Geoheritage elements and sites are being subjected to geoconservation research as specific entities displaying three levels of meaning—physical, conceptual, and linguistic [74]. Inventorying and assessment methods of geoconservation can be implemented at scales ranging from international to local [75], but the numerical assessment of sites becomes difficult to manage when the same physical entity displays different heritage contents at different scales.
An evaluation system for geological heritage of a qualitative nature and that is scale-independent provides much wider applicability, being adaptable to different geological and socio-political contexts. The integrated approach proposed by Pena dos Reis and Henriques [43] is founded on the idea of geoheritage content, which is determined by the public’s comprehension of the meanings attached to geological objects (abstract perceptiveness) and the relevance of the meanings given to them by scientific communities (relevance grade).

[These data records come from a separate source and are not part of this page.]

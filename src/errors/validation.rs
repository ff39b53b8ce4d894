//! Request-validation failure shapes built from `validator` results.

use std::fmt;
use validator::{ValidationErrors, ValidationErrorsKind};

/// A single violated constraint
#[derive(Debug, Clone, PartialEq, Eq)]
pub struct ConstraintViolation {
    pub property_path: String,
    pub message: String,
}

/// Constraint violations raised while validating values outside request binding
#[derive(Debug, Clone, Default, PartialEq, Eq)]
pub struct ConstraintViolations {
    violations: Vec<ConstraintViolation>,
}

impl ConstraintViolations {
    pub fn new() -> Self {
        Self::default()
    }

    pub fn push(&mut self, property_path: impl Into<String>, message: impl Into<String>) {
        self.violations.push(ConstraintViolation {
            property_path: property_path.into(),
            message: message.into(),
        });
    }

    /// Builder-style variant of [`push`](Self::push)
    pub fn with(mut self, property_path: impl Into<String>, message: impl Into<String>) -> Self {
        self.push(property_path, message);
        self
    }

    pub fn violations(&self) -> &[ConstraintViolation] {
        &self.violations
    }

    pub fn len(&self) -> usize {
        self.violations.len()
    }

    pub fn is_empty(&self) -> bool {
        self.violations.is_empty()
    }
}

impl fmt::Display for ConstraintViolations {
    fn fmt(&self, f: &mut fmt::Formatter<'_>) -> fmt::Result {
        write!(f, "constraint validation failed")?;
        for (i, v) in self.violations.iter().enumerate() {
            let sep = if i == 0 { ": " } else { ", " };
            write!(f, "{}{}: {}", sep, v.property_path, v.message)?;
        }
        Ok(())
    }
}

impl std::error::Error for ConstraintViolations {}

impl From<ValidationErrors> for ConstraintViolations {
    fn from(errors: ValidationErrors) -> Self {
        Self::from(&errors)
    }
}

impl From<&ValidationErrors> for ConstraintViolations {
    fn from(errors: &ValidationErrors) -> Self {
        let mut violations = Self::new();
        for (path, message) in flatten(errors) {
            violations.push(path, message);
        }
        violations
    }
}

/// A rejected field of a bound request body
#[derive(Debug, Clone, PartialEq, Eq)]
pub struct FieldError {
    pub field: String,
    pub default_message: String,
}

/// Field errors produced while binding a request body
#[derive(Debug, Clone, PartialEq, Eq)]
pub struct BindErrors {
    object_name: String,
    field_errors: Vec<FieldError>,
}

impl BindErrors {
    pub fn new(object_name: impl Into<String>) -> Self {
        Self {
            object_name: object_name.into(),
            field_errors: Vec::new(),
        }
    }

    /// Collect the field errors of a failed `validate()` call on `object_name`
    pub fn from_validation(object_name: impl Into<String>, errors: &ValidationErrors) -> Self {
        let mut bind = Self::new(object_name);
        for (field, message) in flatten(errors) {
            bind.reject(field, message);
        }
        bind
    }

    pub fn reject(&mut self, field: impl Into<String>, default_message: impl Into<String>) {
        self.field_errors.push(FieldError {
            field: field.into(),
            default_message: default_message.into(),
        });
    }

    pub fn object_name(&self) -> &str {
        &self.object_name
    }

    pub fn field_errors(&self) -> &[FieldError] {
        &self.field_errors
    }
}

impl fmt::Display for BindErrors {
    fn fmt(&self, f: &mut fmt::Formatter<'_>) -> fmt::Result {
        write!(
            f,
            "validation failed for '{}' with {} field error(s)",
            self.object_name,
            self.field_errors.len()
        )
    }
}

impl std::error::Error for BindErrors {}

/// Flatten nested validator output into `(path, message)` pairs.
///
/// `validator` keeps errors in a hash map, so paths are sorted to keep the
/// output stable between calls. Errors on the same path keep their order.
fn flatten(errors: &ValidationErrors) -> Vec<(String, String)> {
    let mut out = Vec::new();
    flatten_into(errors, "", &mut out);
    out
}

fn flatten_into(errors: &ValidationErrors, prefix: &str, out: &mut Vec<(String, String)>) {
    let mut entries: Vec<_> = errors.errors().iter().collect();
    entries.sort_by(|a, b| a.0.cmp(b.0));

    for (key, kind) in entries {
        let path = if prefix.is_empty() {
            key.to_string()
        } else {
            format!("{}.{}", prefix, key)
        };

        match kind {
            ValidationErrorsKind::Field(field_errors) => {
                for error in field_errors {
                    let message = error
                        .message
                        .as_ref()
                        .map(|m| m.to_string())
                        .unwrap_or_else(|| error.code.to_string());
                    out.push((path.clone(), message));
                }
            }
            ValidationErrorsKind::Struct(nested) => flatten_into(nested, &path, out),
            ValidationErrorsKind::List(items) => {
                for (index, nested) in items {
                    flatten_into(nested, &format!("{}[{}]", path, index), out);
                }
            }
        }
    }
}
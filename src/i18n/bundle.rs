use std::collections::HashMap;
use std::path::Path;

use super::locale::Locale;
use super::{MessageError, MessageSource};

const BUILTIN_BUNDLES: &str = include_str!("../../resources/messages.json");

/// Per-locale code → message tables
#[derive(Debug, Clone)]
pub struct BundleMessageSource {
    bundles: HashMap<String, HashMap<String, String>>,
    default_locale: Locale,
}

impl BundleMessageSource {
    pub fn new(default_locale: Locale) -> Self {
        Self {
            bundles: HashMap::new(),
            default_locale,
        }
    }

    /// Bundles shipped with the crate (`en`, `it`)
    pub fn builtin() -> Self {
        Self::from_json_str(BUILTIN_BUNDLES, Locale::default())
            .expect("built-in message bundles are valid JSON")
    }

    /// Parse bundles from `{"<locale>": {"<code>": "<message>"}}`
    pub fn from_json_str(json: &str, default_locale: Locale) -> Result<Self, MessageError> {
        let raw: HashMap<String, HashMap<String, String>> = serde_json::from_str(json)?;

        let mut source = Self::new(default_locale);
        for (tag, messages) in raw {
            let locale = Locale::parse(&tag).ok_or(MessageError::InvalidLocale(tag))?;
            source.add_bundle(&locale, messages);
        }
        Ok(source)
    }

    pub fn from_json_file(
        path: impl AsRef<Path>,
        default_locale: Locale,
    ) -> Result<Self, MessageError> {
        let path = path.as_ref();
        let json = std::fs::read_to_string(path).map_err(|source| MessageError::Io {
            path: path.display().to_string(),
            source,
        })?;
        Self::from_json_str(&json, default_locale)
    }

    /// Add or extend the table of one locale; later entries override earlier ones
    pub fn add_bundle(&mut self, locale: &Locale, messages: HashMap<String, String>) {
        self.bundles
            .entry(locale.as_str().to_string())
            .or_default()
            .extend(messages);
    }

    /// Overlay `other` on top of these bundles, keeping `other`'s default locale
    pub fn merge(mut self, other: BundleMessageSource) -> Self {
        for (tag, messages) in other.bundles {
            self.bundles.entry(tag).or_default().extend(messages);
        }
        self.default_locale = other.default_locale;
        self
    }

    pub fn with_default_locale(mut self, locale: Locale) -> Self {
        self.default_locale = locale;
        self
    }

    pub fn default_locale(&self) -> &Locale {
        &self.default_locale
    }

    fn find(&self, tag: &str, code: &str) -> Option<&String> {
        self.bundles.get(tag).and_then(|bundle| bundle.get(code))
    }
}

impl Default for BundleMessageSource {
    fn default() -> Self {
        Self::builtin()
    }
}

impl MessageSource for BundleMessageSource {
    fn lookup(&self, code: &str, locale: &Locale) -> Result<String, MessageError> {
        locale
            .fallbacks()
            .into_iter()
            .chain(self.default_locale.fallbacks())
            .find_map(|tag| self.find(tag, code))
            .cloned()
            .ok_or_else(|| MessageError::NotFound {
                code: code.to_string(),
                locale: locale.to_string(),
            })
    }
}

#[cfg(test)]
mod tests {
    use super::*;
    use std::io::Write;

    fn locale(tag: &str) -> Locale {
        Locale::parse(tag).unwrap()
    }

    #[test]
    fn test_builtin_bundles() {
        let source = BundleMessageSource::builtin();
        assert_eq!(source.lookup("101", &locale("en")).unwrap(), "Validation failed");
        assert_eq!(
            source.lookup("101", &locale("it")).unwrap(),
            "Errore di validazione"
        );
    }

    #[test]
    fn test_lookup_falls_back_to_language_then_default() {
        let source = BundleMessageSource::builtin();
        assert_eq!(
            source.lookup("101", &locale("it-IT")).unwrap(),
            "Errore di validazione"
        );
        assert_eq!(source.lookup("101", &locale("fr")).unwrap(), "Validation failed");
    }

    #[test]
    fn test_lookup_missing_code() {
        let source = BundleMessageSource::builtin();
        let err = source.lookup("999", &locale("en")).unwrap_err();
        assert!(matches!(err, MessageError::NotFound { ref code, .. } if code == "999"));
    }

    #[test]
    fn test_merge_overrides_builtin() {
        let custom = BundleMessageSource::from_json_str(
            r#"{"en": {"101": "Invalid request"}, "de": {"101": "Ungültige Anfrage"}}"#,
            locale("de"),
        )
        .unwrap();
        let source = BundleMessageSource::builtin().merge(custom);

        assert_eq!(source.lookup("101", &locale("en")).unwrap(), "Invalid request");
        assert_eq!(source.lookup("100", &locale("en")).unwrap(), "An unexpected error occurred");
        assert_eq!(source.lookup("101", &locale("fr")).unwrap(), "Ungültige Anfrage");
        assert_eq!(source.default_locale().as_str(), "de");
    }

    #[test]
    fn test_from_json_file() {
        let mut file = tempfile::NamedTempFile::new().unwrap();
        write!(file, r#"{{"es": {{"101": "Error de validación"}}}}"#).unwrap();

        let source = BundleMessageSource::from_json_file(file.path(), locale("es")).unwrap();
        assert_eq!(
            source.lookup("101", &locale("en")).unwrap(),
            "Error de validación"
        );
    }

    #[test]
    fn test_invalid_input() {
        assert!(matches!(
            BundleMessageSource::from_json_str("not json", Locale::default()),
            Err(MessageError::Parse(_))
        ));
        assert!(matches!(
            BundleMessageSource::from_json_str(r#"{"*": {}}"#, Locale::default()),
            Err(MessageError::InvalidLocale(_))
        ));
        assert!(matches!(
            BundleMessageSource::from_json_file("/nonexistent/messages.json", Locale::default()),
            Err(MessageError::Io { .. })
        ));
    }
}
pub mod extract;
pub mod handlers;
pub mod layer;
pub mod middleware;
pub mod openapi;
pub mod routes;

pub use extract::ValidatedJson;
pub use layer::{map_errors, with_error_handling};
use anyhow::{Context, Result};
use std::env;
use std::sync::Arc;

use crate::errors::ExceptionMapper;
use crate::i18n::{BundleMessageSource, Locale};

#[derive(Debug, Clone)]
pub struct Config {
    pub server: ServerConfig,
    pub errors: ErrorConfig,
}

#[derive(Debug, Clone)]
pub struct ServerConfig {
    pub host: String,
    pub port: u16,
}

#[derive(Debug, Clone)]
pub struct ErrorConfig {
    /// Attach stack traces to error responses. Keep off in production.
    pub print_stack_trace: bool,
    /// JSON message bundles overlaid on the built-in ones
    pub messages_path: Option<String>,
    pub default_locale: Locale,
}

impl Config {
    pub fn from_env() -> Result<Self> {
        // Load .env file if it exists
        dotenvy::dotenv().ok();

        Self::from_lookup(|key| env::var(key).ok())
    }

    /// Build from an arbitrary variable source
    pub fn from_lookup<F>(get: F) -> Result<Self>
    where
        F: Fn(&str) -> Option<String>,
    {
        Ok(Config {
            server: ServerConfig {
                host: get("API_HOST").unwrap_or_else(|| "0.0.0.0".to_string()),
                port: get("API_PORT")
                    .unwrap_or_else(|| "8080".to_string())
                    .parse()
                    .context("API_PORT must be a valid port number")?,
            },
            errors: ErrorConfig::from_lookup(&get)?,
        })
    }

    pub fn server_address(&self) -> String {
        format!("{}:{}", self.server.host, self.server.port)
    }
}

impl ErrorConfig {
    pub fn from_lookup<F>(get: &F) -> Result<Self>
    where
        F: Fn(&str) -> Option<String>,
    {
        let default_locale = get("COMMON_DEFAULT_LOCALE").unwrap_or_else(|| "en".to_string());

        Ok(ErrorConfig {
            print_stack_trace: get("COMMON_PRINT_STACK_TRACE")
                .unwrap_or_else(|| "false".to_string())
                .parse()
                .context("COMMON_PRINT_STACK_TRACE must be true or false")?,
            messages_path: get("COMMON_MESSAGES_PATH").filter(|p| !p.is_empty()),
            default_locale: Locale::parse(&default_locale).with_context(|| {
                format!("COMMON_DEFAULT_LOCALE is not a valid locale: {}", default_locale)
            })?,
        })
    }

    /// Create the mapper shared by every request
    pub fn build_mapper(&self) -> Result<ExceptionMapper> {
        let mut messages = BundleMessageSource::builtin();
        if let Some(path) = &self.messages_path {
            let custom = BundleMessageSource::from_json_file(path, self.default_locale.clone())
                .with_context(|| format!("Failed to load message bundles from {}", path))?;
            messages = messages.merge(custom);
        }
        let messages = messages.with_default_locale(self.default_locale.clone());

        Ok(ExceptionMapper::new(self.print_stack_trace, Arc::new(messages))
            .with_default_locale(self.default_locale.clone()))
    }
}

Geoconservation concepts and ideas have commonly been used in tangible geological objects and/or forms corresponding to any expression of morphology or relations between units of Earth. However, geological processes, in themselves, are essentially immaterial and intangible. Geological elements and/or processes of international scientific relevance, used as milestones, and/or with a substantial contribution to the development of geological thinking through history, can also display geoheritage value, corresponding to intangible geoheritage, and fit into the body of knowledge that constitutes geoconservation [20].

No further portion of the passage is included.